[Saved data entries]
-- Opening Marker --

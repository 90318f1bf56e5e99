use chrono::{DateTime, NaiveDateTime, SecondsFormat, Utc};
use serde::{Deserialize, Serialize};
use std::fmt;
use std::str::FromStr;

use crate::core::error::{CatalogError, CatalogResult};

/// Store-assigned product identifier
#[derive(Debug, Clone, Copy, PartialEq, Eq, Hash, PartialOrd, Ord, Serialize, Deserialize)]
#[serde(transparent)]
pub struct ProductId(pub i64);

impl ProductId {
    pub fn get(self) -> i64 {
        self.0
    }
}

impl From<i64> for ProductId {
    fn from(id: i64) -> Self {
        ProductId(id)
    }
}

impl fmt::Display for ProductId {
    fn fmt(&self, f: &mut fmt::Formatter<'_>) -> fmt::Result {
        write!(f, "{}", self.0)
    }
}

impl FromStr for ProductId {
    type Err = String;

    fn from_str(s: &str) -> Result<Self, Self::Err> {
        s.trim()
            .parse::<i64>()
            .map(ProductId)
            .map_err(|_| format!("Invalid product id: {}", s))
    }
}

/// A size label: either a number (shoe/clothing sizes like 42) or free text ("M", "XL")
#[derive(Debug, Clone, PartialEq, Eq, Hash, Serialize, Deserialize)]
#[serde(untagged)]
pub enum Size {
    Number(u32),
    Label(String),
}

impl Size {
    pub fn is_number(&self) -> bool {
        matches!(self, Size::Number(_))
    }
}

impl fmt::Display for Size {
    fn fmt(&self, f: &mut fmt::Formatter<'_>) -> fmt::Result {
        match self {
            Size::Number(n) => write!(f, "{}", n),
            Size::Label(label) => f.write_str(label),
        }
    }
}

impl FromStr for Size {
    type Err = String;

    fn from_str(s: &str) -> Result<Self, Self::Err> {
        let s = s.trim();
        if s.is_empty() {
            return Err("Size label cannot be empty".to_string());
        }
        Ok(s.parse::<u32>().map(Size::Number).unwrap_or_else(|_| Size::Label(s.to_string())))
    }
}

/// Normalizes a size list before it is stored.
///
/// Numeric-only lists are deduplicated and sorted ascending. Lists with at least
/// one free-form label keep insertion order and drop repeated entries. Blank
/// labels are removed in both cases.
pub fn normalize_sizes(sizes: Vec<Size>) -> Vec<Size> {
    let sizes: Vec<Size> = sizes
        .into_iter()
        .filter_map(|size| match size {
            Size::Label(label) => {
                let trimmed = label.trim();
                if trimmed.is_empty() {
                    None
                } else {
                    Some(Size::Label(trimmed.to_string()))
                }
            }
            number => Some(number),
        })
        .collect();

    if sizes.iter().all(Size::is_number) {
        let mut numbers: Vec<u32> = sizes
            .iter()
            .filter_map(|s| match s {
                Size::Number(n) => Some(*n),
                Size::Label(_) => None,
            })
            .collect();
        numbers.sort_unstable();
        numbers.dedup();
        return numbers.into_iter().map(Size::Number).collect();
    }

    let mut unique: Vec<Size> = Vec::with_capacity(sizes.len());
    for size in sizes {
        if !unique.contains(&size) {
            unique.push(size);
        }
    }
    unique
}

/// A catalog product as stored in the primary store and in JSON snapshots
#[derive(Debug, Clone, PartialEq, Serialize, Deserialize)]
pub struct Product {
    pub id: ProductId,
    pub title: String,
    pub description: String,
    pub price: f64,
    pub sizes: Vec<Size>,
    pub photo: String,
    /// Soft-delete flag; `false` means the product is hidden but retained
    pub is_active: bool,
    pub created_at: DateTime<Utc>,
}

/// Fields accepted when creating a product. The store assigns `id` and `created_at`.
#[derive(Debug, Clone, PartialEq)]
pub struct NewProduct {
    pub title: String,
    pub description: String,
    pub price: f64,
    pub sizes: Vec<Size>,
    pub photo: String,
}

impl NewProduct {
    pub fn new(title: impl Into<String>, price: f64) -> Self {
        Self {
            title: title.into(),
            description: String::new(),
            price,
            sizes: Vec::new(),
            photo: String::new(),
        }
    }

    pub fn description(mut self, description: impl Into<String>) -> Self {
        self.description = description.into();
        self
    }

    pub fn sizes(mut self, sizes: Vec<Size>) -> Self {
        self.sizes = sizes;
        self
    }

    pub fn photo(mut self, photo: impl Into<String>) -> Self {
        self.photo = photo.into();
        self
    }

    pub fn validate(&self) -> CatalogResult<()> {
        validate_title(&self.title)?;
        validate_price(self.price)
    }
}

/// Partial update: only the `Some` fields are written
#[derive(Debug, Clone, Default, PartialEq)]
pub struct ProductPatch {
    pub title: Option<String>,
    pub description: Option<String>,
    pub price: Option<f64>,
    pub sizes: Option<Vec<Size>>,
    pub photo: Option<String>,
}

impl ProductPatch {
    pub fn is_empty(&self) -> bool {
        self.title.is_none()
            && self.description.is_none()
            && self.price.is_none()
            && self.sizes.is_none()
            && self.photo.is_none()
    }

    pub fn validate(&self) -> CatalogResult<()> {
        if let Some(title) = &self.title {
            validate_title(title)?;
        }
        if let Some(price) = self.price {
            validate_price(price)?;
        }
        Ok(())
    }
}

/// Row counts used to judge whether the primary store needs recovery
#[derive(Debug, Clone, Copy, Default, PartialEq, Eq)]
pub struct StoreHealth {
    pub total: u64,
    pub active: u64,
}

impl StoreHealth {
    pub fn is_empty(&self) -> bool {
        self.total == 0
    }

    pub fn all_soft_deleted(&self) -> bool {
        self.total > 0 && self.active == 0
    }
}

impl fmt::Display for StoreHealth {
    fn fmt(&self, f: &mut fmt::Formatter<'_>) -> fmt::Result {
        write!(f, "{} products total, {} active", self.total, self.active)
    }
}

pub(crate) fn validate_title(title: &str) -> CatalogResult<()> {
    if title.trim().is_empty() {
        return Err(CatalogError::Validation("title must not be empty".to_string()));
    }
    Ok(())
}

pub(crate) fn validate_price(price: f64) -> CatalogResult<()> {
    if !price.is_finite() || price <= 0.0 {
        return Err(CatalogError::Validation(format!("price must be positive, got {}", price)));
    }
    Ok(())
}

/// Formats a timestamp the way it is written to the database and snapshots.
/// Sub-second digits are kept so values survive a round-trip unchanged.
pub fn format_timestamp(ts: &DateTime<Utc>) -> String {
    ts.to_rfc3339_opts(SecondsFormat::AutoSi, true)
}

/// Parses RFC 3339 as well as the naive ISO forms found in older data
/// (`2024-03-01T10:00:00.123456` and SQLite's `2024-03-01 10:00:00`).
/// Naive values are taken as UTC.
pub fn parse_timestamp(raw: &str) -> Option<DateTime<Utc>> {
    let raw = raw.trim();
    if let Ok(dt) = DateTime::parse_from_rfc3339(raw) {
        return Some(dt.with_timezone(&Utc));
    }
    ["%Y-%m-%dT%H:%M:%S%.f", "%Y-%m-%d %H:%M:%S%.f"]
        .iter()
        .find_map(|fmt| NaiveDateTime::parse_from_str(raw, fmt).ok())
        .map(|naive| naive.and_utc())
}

-- Closing Marker --

> Work order
Nothing should be returned except the lines from the first line of the data above through the line with "Store-assigned product identifier", each one exact.

> Written solution
repository 90318f1bf56e5e99
use chrono::{DateTime, NaiveDateTime, SecondsFormat, Utc};
use serde::{Deserialize, Serialize};
use std::fmt;
use std::str::FromStr;

use crate::core::error::{CatalogError, CatalogResult};

/// Store-assigned product identifier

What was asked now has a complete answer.